- **WHAT TO DO**
Print the data once more, exactly as supplied.

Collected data
----------------------------------------
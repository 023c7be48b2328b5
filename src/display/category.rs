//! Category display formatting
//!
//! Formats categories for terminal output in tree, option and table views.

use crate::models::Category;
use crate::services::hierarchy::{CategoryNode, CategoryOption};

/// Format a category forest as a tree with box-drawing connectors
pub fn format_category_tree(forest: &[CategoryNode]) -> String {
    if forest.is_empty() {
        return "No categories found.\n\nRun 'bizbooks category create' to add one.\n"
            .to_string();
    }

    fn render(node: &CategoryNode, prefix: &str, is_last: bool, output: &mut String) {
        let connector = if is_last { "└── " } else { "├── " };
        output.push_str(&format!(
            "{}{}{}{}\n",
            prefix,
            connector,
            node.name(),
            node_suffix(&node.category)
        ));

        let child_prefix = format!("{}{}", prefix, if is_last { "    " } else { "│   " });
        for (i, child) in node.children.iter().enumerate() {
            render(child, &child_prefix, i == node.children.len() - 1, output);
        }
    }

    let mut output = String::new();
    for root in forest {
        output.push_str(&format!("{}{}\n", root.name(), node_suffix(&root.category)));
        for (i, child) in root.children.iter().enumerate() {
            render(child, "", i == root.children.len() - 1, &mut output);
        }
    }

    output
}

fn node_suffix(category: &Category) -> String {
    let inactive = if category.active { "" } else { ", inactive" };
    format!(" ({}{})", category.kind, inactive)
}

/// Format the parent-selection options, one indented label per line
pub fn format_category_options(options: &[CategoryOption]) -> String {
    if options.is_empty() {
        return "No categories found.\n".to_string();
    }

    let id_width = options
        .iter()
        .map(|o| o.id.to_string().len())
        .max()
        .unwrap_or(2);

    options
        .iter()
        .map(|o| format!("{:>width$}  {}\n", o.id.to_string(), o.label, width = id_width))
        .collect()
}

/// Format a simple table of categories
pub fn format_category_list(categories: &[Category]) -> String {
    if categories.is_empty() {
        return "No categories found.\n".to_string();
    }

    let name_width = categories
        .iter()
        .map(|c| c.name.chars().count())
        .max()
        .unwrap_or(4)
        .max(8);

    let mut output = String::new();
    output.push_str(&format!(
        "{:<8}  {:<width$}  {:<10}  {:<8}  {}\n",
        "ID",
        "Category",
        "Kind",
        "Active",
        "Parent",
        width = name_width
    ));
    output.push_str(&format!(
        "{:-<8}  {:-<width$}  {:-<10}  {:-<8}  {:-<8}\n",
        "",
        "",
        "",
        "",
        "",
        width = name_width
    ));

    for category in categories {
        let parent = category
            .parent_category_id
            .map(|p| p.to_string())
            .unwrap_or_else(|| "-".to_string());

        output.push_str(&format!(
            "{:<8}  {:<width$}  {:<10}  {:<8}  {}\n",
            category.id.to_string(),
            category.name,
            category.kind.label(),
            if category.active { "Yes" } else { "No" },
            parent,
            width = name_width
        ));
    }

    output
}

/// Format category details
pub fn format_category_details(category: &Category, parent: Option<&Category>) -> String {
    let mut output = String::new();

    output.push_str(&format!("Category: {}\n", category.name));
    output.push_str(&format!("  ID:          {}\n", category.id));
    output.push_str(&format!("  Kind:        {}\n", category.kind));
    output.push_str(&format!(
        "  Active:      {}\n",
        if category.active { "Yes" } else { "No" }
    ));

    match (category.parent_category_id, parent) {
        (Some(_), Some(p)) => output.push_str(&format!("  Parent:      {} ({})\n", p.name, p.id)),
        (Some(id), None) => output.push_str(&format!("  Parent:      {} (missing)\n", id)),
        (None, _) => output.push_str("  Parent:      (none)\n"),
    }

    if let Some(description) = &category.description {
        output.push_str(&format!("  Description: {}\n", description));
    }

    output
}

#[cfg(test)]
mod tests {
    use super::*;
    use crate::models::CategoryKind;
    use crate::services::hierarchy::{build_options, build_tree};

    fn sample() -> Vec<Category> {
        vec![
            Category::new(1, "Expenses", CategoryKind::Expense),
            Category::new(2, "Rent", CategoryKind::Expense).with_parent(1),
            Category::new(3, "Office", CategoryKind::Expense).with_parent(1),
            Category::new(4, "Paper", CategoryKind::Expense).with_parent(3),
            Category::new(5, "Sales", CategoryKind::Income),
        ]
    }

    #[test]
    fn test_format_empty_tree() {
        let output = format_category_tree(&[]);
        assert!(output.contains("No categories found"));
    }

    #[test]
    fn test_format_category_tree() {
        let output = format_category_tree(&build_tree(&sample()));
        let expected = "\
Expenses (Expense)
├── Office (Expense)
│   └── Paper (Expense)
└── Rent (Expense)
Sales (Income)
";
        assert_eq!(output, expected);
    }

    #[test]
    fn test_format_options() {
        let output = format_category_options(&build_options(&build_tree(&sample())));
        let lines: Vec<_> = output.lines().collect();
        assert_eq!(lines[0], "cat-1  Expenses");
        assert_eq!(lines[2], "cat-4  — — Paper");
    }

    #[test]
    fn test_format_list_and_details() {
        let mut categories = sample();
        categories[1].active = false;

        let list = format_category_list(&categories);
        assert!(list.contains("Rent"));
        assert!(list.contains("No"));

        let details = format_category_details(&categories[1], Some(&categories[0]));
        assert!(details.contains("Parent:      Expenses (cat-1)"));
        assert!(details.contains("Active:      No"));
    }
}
----------------------------------------
- **RESPONSE TO THE TASK**
repository 023c7be48b2328b5
filename src/display/category.rs
//! Category display formatting
//!
//! Formats categories for terminal output in tree, option and table views.

use crate::models::Category;
use crate::services::hierarchy::{CategoryNode, CategoryOption};

/// Format a category forest as a tree with box-drawing connectors
pub fn format_category_tree(forest: &[CategoryNode]) -> String {
    if forest.is_empty() {
        return "No categories found.\n\nRun 'bizbooks category create' to add one.\n"
            .to_string();
    }

    fn render(node: &CategoryNode, prefix: &str, is_last: bool, output: &mut String) {
        let connector = if is_last { "└── " } else { "├── " };
        output.push_str(&format!(
            "{}{}{}{}\n",
            prefix,
            connector,
            node.name(),
            node_suffix(&node.category)
        ));

        let child_prefix = format!("{}{}", prefix, if is_last { "    " } else { "│   " });
        for (i, child) in node.children.iter().enumerate() {
            render(child, &child_prefix, i == node.children.len() - 1, output);
        }
    }

    let mut output = String::new();
    for root in forest {
        output.push_str(&format!("{}{}\n", root.name(), node_suffix(&root.category)));
        for (i, child) in root.children.iter().enumerate() {
            render(child, "", i == root.children.len() - 1, &mut output);
        }
    }

    output
}

fn node_suffix(category: &Category) -> String {
    let inactive = if category.active { "" } else { ", inactive" };
    format!(" ({}{})", category.kind, inactive)
}

/// Format the parent-selection options, one indented label per line
pub fn format_category_options(options: &[CategoryOption]) -> String {
    if options.is_empty() {
        return "No categories found.\n".to_string();
    }

    let id_width = options
        .iter()
        .map(|o| o.id.to_string().len())
        .max()
        .unwrap_or(2);

    options
        .iter()
        .map(|o| format!("{:>width$}  {}\n", o.id.to_string(), o.label, width = id_width))
        .collect()
}

/// Format a simple table of categories
pub fn format_category_list(categories: &[Category]) -> String {
    if categories.is_empty() {
        return "No categories found.\n".to_string();
    }

    let name_width = categories
        .iter()
        .map(|c| c.name.chars().count())
        .max()
        .unwrap_or(4)
        .max(8);

    let mut output = String::new();
    output.push_str(&format!(
        "{:<8}  {:<width$}  {:<10}  {:<8}  {}\n",
        "ID",
        "Category",
        "Kind",
        "Active",
        "Parent",
        width = name_width
    ));
    output.push_str(&format!(
        "{:-<8}  {:-<width$}  {:-<10}  {:-<8}  {:-<8}\n",
        "",
        "",
        "",
        "",
        "",
        width = name_width
    ));

    for category in categories {
        let parent = category
            .parent_category_id
            .map(|p| p.to_string())
            .unwrap_or_else(|| "-".to_string());

        output.push_str(&format!(
            "{:<8}  {:<width$}  {:<10}  {:<8}  {}\n",
            category.id.to_string(),
            category.name,
            category.kind.label(),
            if category.active { "Yes" } else { "No" },
            parent,
            width = name_width
        ));
    }

    output
}

/// Format category details
pub fn format_category_details(category: &Category, parent: Option<&Category>) -> String {
    let mut output = String::new();

    output.push_str(&format!("Category: {}\n", category.name));
    output.push_str(&format!("  ID:          {}\n", category.id));
    output.push_str(&format!("  Kind:        {}\n", category.kind));
    output.push_str(&format!(
        "  Active:      {}\n",
        if category.active { "Yes" } else { "No" }
    ));

    match (category.parent_category_id, parent) {
        (Some(_), Some(p)) => output.push_str(&format!("  Parent:      {} ({})\n", p.name, p.id)),
        (Some(id), None) => output.push_str(&format!("  Parent:      {} (missing)\n", id)),
        (None, _) => output.push_str("  Parent:      (none)\n"),
    }

    if let Some(description) = &category.description {
        output.push_str(&format!("  Description: {}\n", description));
    }

    output
}

#[cfg(test)]
mod tests {
    use super::*;
    use crate::models::CategoryKind;
    use crate::services::hierarchy::{build_options, build_tree};

    fn sample() -> Vec<Category> {
        vec![
            Category::new(1, "Expenses", CategoryKind::Expense),
            Category::new(2, "Rent", CategoryKind::Expense).with_parent(1),
            Category::new(3, "Office", CategoryKind::Expense).with_parent(1),
            Category::new(4, "Paper", CategoryKind::Expense).with_parent(3),
            Category::new(5, "Sales", CategoryKind::Income),
        ]
    }

    #[test]
    fn test_format_empty_tree() {
        let output = format_category_tree(&[]);
        assert!(output.contains("No categories found"));
    }

    #[test]
    fn test_format_category_tree() {
        let output = format_category_tree(&build_tree(&sample()));
        let expected = "\
Expenses (Expense)
├── Office (Expense)
│   └── Paper (Expense)
└── Rent (Expense)
Sales (Income)
";
        assert_eq!(output, expected);
    }

    #[test]
    fn test_format_options() {
        let output = format_category_options(&build_options(&build_tree(&sample())));
        let lines: Vec<_> = output.lines().collect();
        assert_eq!(lines[0], "cat-1  Expenses");
        assert_eq!(lines[2], "cat-4  — — Paper");
    }

    #[test]
    fn test_format_list_and_details() {
        let mut categories = sample();
        categories[1].active = false;

        let list = format_category_list(&categories);
        assert!(list.contains("Rent"));
        assert!(list.contains("No"));

        let details = format_category_details(&categories[1], Some(&categories[0]));
        assert!(details.contains("Parent:      Expenses (cat-1)"));
        assert!(details.contains("Active:      No"));
    }
}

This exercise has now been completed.